Railway station in Calais, France

Calais-Fréthun station (French: Gare de Calais-Fréthun) is an SNCF international railway station in the suburbs of Calais, France. It is one of four stations serving the town; the others are Calais-Ville in the town centre, Fontinettes in the suburbs, and Beau Marais in the suburbs.

The station has four platforms, two on the high-speed line for Eurostar services, and two for SNCF TER Hauts-de-France regional services. The TER platforms are also used by some TGV long-distance services.

== TGV ==
High-speed TGV trains called Krono+ GV service stop here on journeys from Lille-Europe to Calais, Boulogne and Rang-du-Fliers-Verton-Berck, and Arras.

== TER Hauts-de-France ==

The local trains are run by TER Hauts-de-France which covers the region. The station is served by regional trains to Calais, Boulogne, Arras, Amiens and Lille.

== Former Eurostar service ==
Calais-Fréthun is the first station on the continental side of the Eurostar route and passengers could alight here to connect onto the SNCF or LGV Nord services. As of July 2011 three services a day called in each direction travelling between London and Brussels via Lille-Europe. However, these were suspended in 2020 as a result of the COVID-19 pandemic, and as of Summer 2023 there is as yet no date for their resumption.

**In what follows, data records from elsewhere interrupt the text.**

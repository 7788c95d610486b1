use std::error::Error;
use std::path::PathBuf;
use std::process;
use std::time::Instant;

use clap::Parser as ClapParser;

use hive::{Bridge, BridgeCreateInfo, HostModule, HostValue, Position, SwarmHub};

const HOST_MODULE: &str = "hive";

/// Run a compiled swarm script on a group of agents
#[derive(ClapParser, Debug)]
#[command(author, version, about, long_about = None)]
struct Cli {
    /// Compiled script image
    #[arg(help = "The bytecode file to run")]
    bytecode: PathBuf,

    /// Debug-symbol table produced alongside the bytecode
    #[arg(help = "The debug-symbol file for the bytecode")]
    debug: PathBuf,

    /// Number of agents, each running its own VM
    #[arg(long, default_value_t = 3)]
    agents: u16,

    /// Number of ticks to run
    #[arg(long, default_value_t = 10)]
    ticks: u32,

    /// Agents closer than this see each other as neighbors
    #[arg(long, default_value_t = 10.0)]
    neighbor_distance: f32,

    /// Distance between neighboring agents on the starting line
    #[arg(long, default_value_t = 5.0)]
    spacing: f32,
}

/// Host functions every script can reach: `clock()` returns the seconds
/// since start-up.
fn host_module(started: Instant) -> HostModule {
    HostModule::new(HOST_MODULE)
        .function(hive::INIT_FUNCTION, |_| {
            log::info!("host module ready");
            Ok(HostValue::None)
        })
        .function("clock", move |_| {
            Ok(HostValue::Float(started.elapsed().as_secs_f64()))
        })
}

fn setup(cli: &Cli, bridge: &mut Bridge, hub: &mut SwarmHub) -> Result<(), Box<dyn Error>> {
    bridge.install_module(host_module(Instant::now()));
    bridge.import_module(HOST_MODULE)?;
    bridge.register_init()?;

    for id in 0..cli.agents {
        let vm = bridge.load(&cli.bytecode, &cli.debug, id)?;
        bridge.register_hook(vm, 0, "clock")?;
        hub.add_agent(vm, id, Position::new(id as f32 * cli.spacing, 0.0, 0.0));
    }
    Ok(())
}

fn main() {
    env_logger::Builder::from_env(env_logger::Env::default().default_filter_or("info")).init();
    let cli = Cli::parse();

    let mut bridge = Bridge::new(BridgeCreateInfo::default());
    if cli.agents as usize > bridge.max_vms() {
        log::error!("at most {} agents are supported", bridge.max_vms());
        process::exit(2);
    }
    let mut hub = SwarmHub::new(cli.neighbor_distance);
    if let Err(err) = setup(&cli, &mut bridge, &mut hub) {
        log::error!("{err}");
        bridge.destroy_all();
        process::exit(1);
    }

    for tick in 0..cli.ticks {
        let report = match hub.tick(&mut bridge) {
            Ok(report) => report,
            Err(err) => {
                log::error!("tick {tick}: {err}");
                break;
            }
        };
        log::info!(
            "tick {tick}: {} stepped, {} faulted, {} messages routed",
            report.stepped,
            report.faulted,
            report.routed
        );
        if report.stepped == 0 {
            log::warn!("every agent has faulted, stopping");
            break;
        }
    }

    let failures = bridge.destroy_all();
    if !failures.is_empty() {
        process::exit(1);
    }
}
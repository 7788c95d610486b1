//! Helpers for tests that need scripts on disk.
use std::fs;
use std::path::{Path, PathBuf};

use bytecode::{DebugTable, ProgramBuilder};
use tempfile::TempDir;

use crate::{Bridge, BridgeCreateInfo, PrintSink, VmHandle};

/// A bytecode image and debug table written to a temporary directory.
pub(crate) struct ScriptFiles {
    dir: TempDir,
    pub bytecode: PathBuf,
    pub debug: PathBuf,
}

impl ScriptFiles {
    pub fn build(emit: impl FnOnce(&mut ProgramBuilder)) -> Self {
        let mut b = ProgramBuilder::new("script.bzz");
        emit(&mut b);
        let (program, debug) = b.finish().expect("test program should validate");
        Self::write(&program.to_bytes(), &debug.to_bytes())
    }

    /// Same as [`ScriptFiles::build`] with an empty debug table.
    pub fn build_without_debug(emit: impl FnOnce(&mut ProgramBuilder)) -> Self {
        let mut b = ProgramBuilder::new("script.bzz");
        emit(&mut b);
        let (program, _) = b.finish().expect("test program should validate");
        Self::write(&program.to_bytes(), &DebugTable::default().to_bytes())
    }

    fn write(image: &[u8], debug: &[u8]) -> Self {
        let dir = tempfile::tempdir().expect("create temp dir");
        let bytecode = dir.path().join("script.bo");
        let debug_path = dir.path().join("script.bdb");
        fs::write(&bytecode, image).expect("write bytecode");
        fs::write(&debug_path, debug).expect("write debug table");
        Self {
            dir,
            bytecode,
            debug: debug_path,
        }
    }

    pub fn dir(&self) -> &Path {
        self.dir.path()
    }

    pub fn load(&self, bridge: &mut Bridge, context_id: u16) -> VmHandle {
        bridge
            .load(&self.bytecode, &self.debug, context_id)
            .expect("script should load")
    }
}

pub(crate) fn bridge() -> Bridge {
    Bridge::new(BridgeCreateInfo {
        output: PrintSink::buffer(),
        ..Default::default()
    })
}

/// Bridge whose `print` output can be read back from the returned sink.
pub(crate) fn capturing_bridge() -> (Bridge, PrintSink) {
    let output = PrintSink::buffer();
    let bridge = Bridge::new(BridgeCreateInfo {
        output: output.clone(),
        ..Default::default()
    });
    (bridge, output)
}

After the 'Additional Protocol to the Sangatte Protocol' was signed by France and the United Kingdom on 29 May 2000, juxtaposed controls were set up in the station. Eurostar passengers travelling to the UK clear exit checks from the Schengen Area (carried out by the French Border Police) as well as UK entry checks (conducted by the UK Border Force) in the station before boarding their train.